Rio’s largest park, the Aterro do Flamengo, built on reclaimed seafront just southwest of downtown, is an early example of one of his signature projects.

But for sheer sweep, nothing surpasses the promenade of Copacabana, with its rippled sidewalks, clusters of palms and colorful abstract stone mosaics. From the upper floors of the hotels that line Avenida Atlantica, one appears to be looking at a single canvas four kilometers long.

Burle Marx’s most elaborate and time-consuming effort was the abandoned estate he bought in Guaratiba, near Rio, in 1948.

It was here that he established his garden, nursery and tropical plant collection.
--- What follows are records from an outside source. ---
use axum::{
    http::{header, HeaderValue, Method},
    response::Json,
    routing::{get, post, put},
    Router,
};
use tower::ServiceBuilder;
use tower_http::{cors::CorsLayer, trace::TraceLayer};
use utoipa::{
    openapi::security::{HttpAuthScheme, HttpBuilder, SecurityScheme},
    Modify, OpenApi,
};
use utoipa_swagger_ui::SwaggerUi;

use crate::auth::{self, LoginRequest, LoginResponse, RegisterRequest};
use crate::error::ErrorResponse;
use crate::models::{HealthResponse, SuccessResponse};
use crate::tasks::{self, CreateTaskRequest, CreatedTaskResponse, TaskResponse, UpdateTaskRequest};
use crate::AppState;

/// OpenAPI documentation structure
#[derive(OpenApi)]
#[openapi(
    paths(
        health,
        auth::handlers::register_handler,
        auth::handlers::login_handler,
        tasks::handlers::list_tasks_handler,
        tasks::handlers::create_task_handler,
        tasks::handlers::update_task_handler,
        tasks::handlers::delete_task_handler,
    ),
    components(
        schemas(
            RegisterRequest, LoginRequest, LoginResponse,
            CreateTaskRequest, UpdateTaskRequest, TaskResponse, CreatedTaskResponse,
            SuccessResponse, HealthResponse, ErrorResponse
        )
    ),
    modifiers(&SecurityAddon),
    tags(
        (name = "auth", description = "Registration and login"),
        (name = "tasks", description = "Per-user task management"),
        (name = "health", description = "Liveness check")
    ),
    info(
        title = "Task Tracker API",
        version = "0.1.0",
        description = "Multi-user task tracker with bearer token authentication"
    )
)]
pub struct ApiDoc;

struct SecurityAddon;

impl Modify for SecurityAddon {
    fn modify(&self, openapi: &mut utoipa::openapi::OpenApi) {
        if let Some(components) = openapi.components.as_mut() {
            components.add_security_scheme(
                "bearer_auth",
                SecurityScheme::Http(
                    HttpBuilder::new()
                        .scheme(HttpAuthScheme::Bearer)
                        .bearer_format("JWT")
                        .build(),
                ),
            );
        }
    }
}

/// Liveness check
/// GET /health
#[utoipa::path(
    get,
    path = "/health",
    responses(
        (status = 200, description = "Service is up", body = HealthResponse)
    ),
    tag = "health"
)]
pub async fn health() -> Json<HealthResponse> {
    Json(HealthResponse {
        status: "ok".to_string(),
    })
}

/// CORS policy for the browser client served from `origin`
pub fn cors_layer(origin: &str) -> Result<CorsLayer, header::InvalidHeaderValue> {
    let origin = HeaderValue::from_str(origin)?;

    Ok(CorsLayer::new()
        .allow_origin(origin)
        .allow_methods([Method::GET, Method::POST, Method::PUT, Method::DELETE])
        .allow_headers([header::CONTENT_TYPE, header::AUTHORIZATION])
        .allow_credentials(true))
}

/// Creates and configures the application router
/// Maps all API endpoints to their handlers and adds tracing and CORS middleware
pub fn create_router(state: AppState, cors: CorsLayer) -> Router {
    Router::new()
        // Swagger UI
        .merge(SwaggerUi::new("/swagger-ui").url("/api-docs/openapi.json", ApiDoc::openapi()))
        .route("/health", get(health))
        // Auth routes
        .route("/api/register", post(auth::register_handler))
        .route("/api/login", post(auth::login_handler))
        // Task routes
        .route(
            "/api/tasks",
            get(tasks::list_tasks_handler).post(tasks::create_task_handler),
        )
        .route(
            "/api/tasks/:id",
            put(tasks::update_task_handler).delete(tasks::delete_task_handler),
        )
        .layer(
            ServiceBuilder::new()
                .layer(TraceLayer::new_for_http())
                .layer(cors),
        )
        .with_state(state)
}
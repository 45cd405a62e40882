use sqlx::sqlite::{SqliteConnectOptions, SqlitePool, SqlitePoolOptions};
use std::str::FromStr;
use std::time::Duration;

/// Type alias for the SQLite connection pool
pub type DbPool = SqlitePool;

/// Creates and configures a SQLite connection pool
///
/// # Arguments
/// * `database_url` - SQLite connection string, e.g. `sqlite://tasks.db?mode=rwc`
/// * `max_connections` - Upper bound on pooled connections
///
/// Foreign key enforcement is switched on for every connection so that
/// `tasks.owner_id` always references an existing user.
///
/// # Example
/// ```ignore
/// let pool = create_pool("sqlite://tasks.db?mode=rwc", 5).await?;
/// ```
pub async fn create_pool(database_url: &str, max_connections: u32) -> Result<DbPool, sqlx::Error> {
    tracing::debug!("Creating database connection pool");

    let options = SqliteConnectOptions::from_str(database_url)?
        .create_if_missing(true)
        .foreign_keys(true);

    let pool = SqlitePoolOptions::new()
        .max_connections(max_connections)
        .acquire_timeout(Duration::from_secs(3))
        .connect_with(options)
        .await?;

    tracing::info!("Database connection pool created successfully");
    Ok(pool)
}

/// Creates a pool over a private in-memory database
///
/// A single connection that never expires is kept, since every new SQLite
/// in-memory connection would otherwise see an empty database.
pub async fn create_memory_pool() -> Result<DbPool, sqlx::Error> {
    let options = SqliteConnectOptions::from_str("sqlite::memory:")?.foreign_keys(true);

    SqlitePoolOptions::new()
        .max_connections(1)
        .min_connections(1)
        .idle_timeout(None)
        .max_lifetime(None)
        .connect_with(options)
        .await
}

/// Applies the schema migrations in `./migrations`
///
/// Safe to call on every startup: already-applied migrations are skipped.
pub async fn run_migrations(pool: &DbPool) -> Result<(), sqlx::migrate::MigrateError> {
    tracing::info!("Running database migrations...");
    sqlx::migrate!("./migrations").run(pool).await?;
    tracing::info!("Migrations completed successfully");
    Ok(())
}
// Validation utilities module
// Turns validator output into the single message the API reports

use axum::{
    extract::rejection::{JsonRejection, PathRejection},
    Json,
};
use validator::{Validate, ValidationErrors};

/// Pick the client-facing message out of a set of validation errors
///
/// Field rules carry their own `message`; the first one found wins. Falls back
/// to `fallback` when no rule set a message.
pub fn first_message(errors: &ValidationErrors, fallback: &str) -> String {
    let mut fields: Vec<_> = errors.field_errors().into_iter().collect();
    fields.sort_by_key(|(field, _)| *field);

    fields
        .into_iter()
        .flat_map(|(_, errs)| errs.iter())
        .find_map(|e| e.message.as_ref().map(|m| m.to_string()))
        .unwrap_or_else(|| fallback.to_string())
}

/// Run `validate()` and reduce any failure to one message
pub fn check<T: Validate>(value: &T, fallback: &str) -> Result<(), String> {
    value.validate().map_err(|e| first_message(&e, fallback))
}

/// Unwrap a JSON body, treating an unreadable one as an empty object
///
/// A missing, non-JSON or mistyped body then fails field validation with the
/// route's usual message instead of producing axum's plain-text rejection.
pub fn body_or_default<T: Default>(body: Result<Json<T>, JsonRejection>) -> T {
    match body {
        Ok(Json(value)) => value,
        Err(rejection) => {
            tracing::debug!("Unreadable request body: {}", rejection.body_text());
            T::default()
        }
    }
}

/// Numeric path id, or `None` when the segment does not parse
///
/// No row can carry an unparseable id, so callers treat `None` as a mutation
/// that matched nothing.
pub fn path_id<T>(id: Result<axum::extract::Path<T>, PathRejection>) -> Option<T> {
    match id {
        Ok(axum::extract::Path(id)) => Some(id),
        Err(rejection) => {
            tracing::debug!("Unparseable path id: {}", rejection.body_text());
            None
        }
    }
}
// Runtime configuration loaded from the environment

use std::collections::HashMap;

/// Errors raised while reading configuration
#[derive(Debug, thiserror::Error)]
pub enum ConfigError {
    #[error("{0} must be set")]
    Missing(&'static str),

    #[error("invalid value for {key}: {value}")]
    Invalid { key: &'static str, value: String },
}

/// Server configuration, built once at startup and injected into the app state
#[derive(Debug, Clone)]
pub struct Config {
    pub database_url: String,
    pub host: String,
    pub port: u16,
    pub jwt_secret: String,
    pub token_ttl_hours: i64,
    pub cors_origin: String,
    pub db_max_connections: u32,
}

impl Config {
    pub const DEFAULT_DATABASE_URL: &'static str = "sqlite://tasks.db?mode=rwc";
    pub const DEFAULT_HOST: &'static str = "0.0.0.0";
    pub const DEFAULT_PORT: u16 = 4000;
    pub const DEFAULT_TOKEN_TTL_HOURS: i64 = 24;
    pub const DEFAULT_CORS_ORIGIN: &'static str = "http://localhost:5173";
    pub const DEFAULT_DB_MAX_CONNECTIONS: u32 = 5;

    /// Load configuration from process environment variables
    pub fn from_env() -> Result<Self, ConfigError> {
        let vars: HashMap<String, String> = std::env::vars().collect();
        Self::from_map(&vars)
    }

    /// Build configuration from a key/value map
    ///
    /// `JWT_SECRET` is the only required key. Everything else falls back to a default.
    pub fn from_map(vars: &HashMap<String, String>) -> Result<Self, ConfigError> {
        let get = |key: &str| vars.get(key).map(|v| v.trim()).filter(|v| !v.is_empty());

        let jwt_secret = get("JWT_SECRET")
            .ok_or(ConfigError::Missing("JWT_SECRET"))?
            .to_string();

        let port = match get("PORT") {
            Some(raw) => raw.parse::<u16>().map_err(|_| ConfigError::Invalid {
                key: "PORT",
                value: raw.to_string(),
            })?,
            None => Self::DEFAULT_PORT,
        };

        let token_ttl_hours = match get("TOKEN_TTL_HOURS") {
            Some(raw) => match raw.parse::<i64>() {
                Ok(hours) if hours > 0 => hours,
                _ => {
                    return Err(ConfigError::Invalid {
                        key: "TOKEN_TTL_HOURS",
                        value: raw.to_string(),
                    })
                }
            },
            None => Self::DEFAULT_TOKEN_TTL_HOURS,
        };

        let db_max_connections = match get("DB_MAX_CONNECTIONS") {
            Some(raw) => match raw.parse::<u32>() {
                Ok(n) if n > 0 => n,
                _ => {
                    return Err(ConfigError::Invalid {
                        key: "DB_MAX_CONNECTIONS",
                        value: raw.to_string(),
                    })
                }
            },
            None => Self::DEFAULT_DB_MAX_CONNECTIONS,
        };

        Ok(Self {
            database_url: get("DATABASE_URL")
                .unwrap_or(Self::DEFAULT_DATABASE_URL)
                .to_string(),
            host: get("HOST").unwrap_or(Self::DEFAULT_HOST).to_string(),
            port,
            jwt_secret,
            token_ttl_hours,
            cors_origin: get("CORS_ORIGIN")
                .unwrap_or(Self::DEFAULT_CORS_ORIGIN)
                .to_string(),
            db_max_connections,
        })
    }

    /// Socket address string the server binds to
    pub fn bind_addr(&self) -> String {
        format!("{}:{}", self.host, self.port)
    }
}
Functioning as his workshop, laboratory and office until his death, in 1994, at the age of 84, it is now owned by the Brazilian government. The Sítio Roberto Burle Marx, as it is now called, houses over 3,500 species of native plants. And has become a Mecca for landscape architects throughout the world.

Leighton - Monday


  1. In art, no matter what the form, it isn't enough to have the ability to "do". The artist has to be able to "see", to have a vision that flows from innate creativity.

    We can imagine what he saw in his mind's eye as he was planning the area along Copacabana, but we can only imagine it because he made it possible for us to see it.


  2. I visited a public botanical garden in Rio once and was amazed by the naturalness of it, also by the famed walkway on Cocabana beach!

  3. What a wonderful post about an amazing man, I haven't visited Brazil (yet) but I did go to Kuala Lumpur a few years ago and saw the wonderful garden there that Marx was the head designer for - it is magical.

    Having had our own extensive flooding here in the past 3 weeks (not where I am though for which I am most grateful) it has really hit home that mother nature can strike anywhere but there is a vast disparity in the impact she can have on you depending on how wealthy you are. I guess I knew that intellectually but it's not until you contrast images of Queensland with Brazil and Pakistan that I really 'got' it.

  4. South Africa is also experiencing terrible floods. Over 40 killed and thousands without homes. Where is all this water coming from?

  5. How awful for the people of South Africa, Brazil, Pakistan, and those hit in Queensland.

    However, this post is wonderful, about a terrific artist, who obviously saw the beauty in nature and was able to use it for beautiful art.

    Learned something new here, which I appreciate; will look for further of his artistic landscapes and gardens on the Web.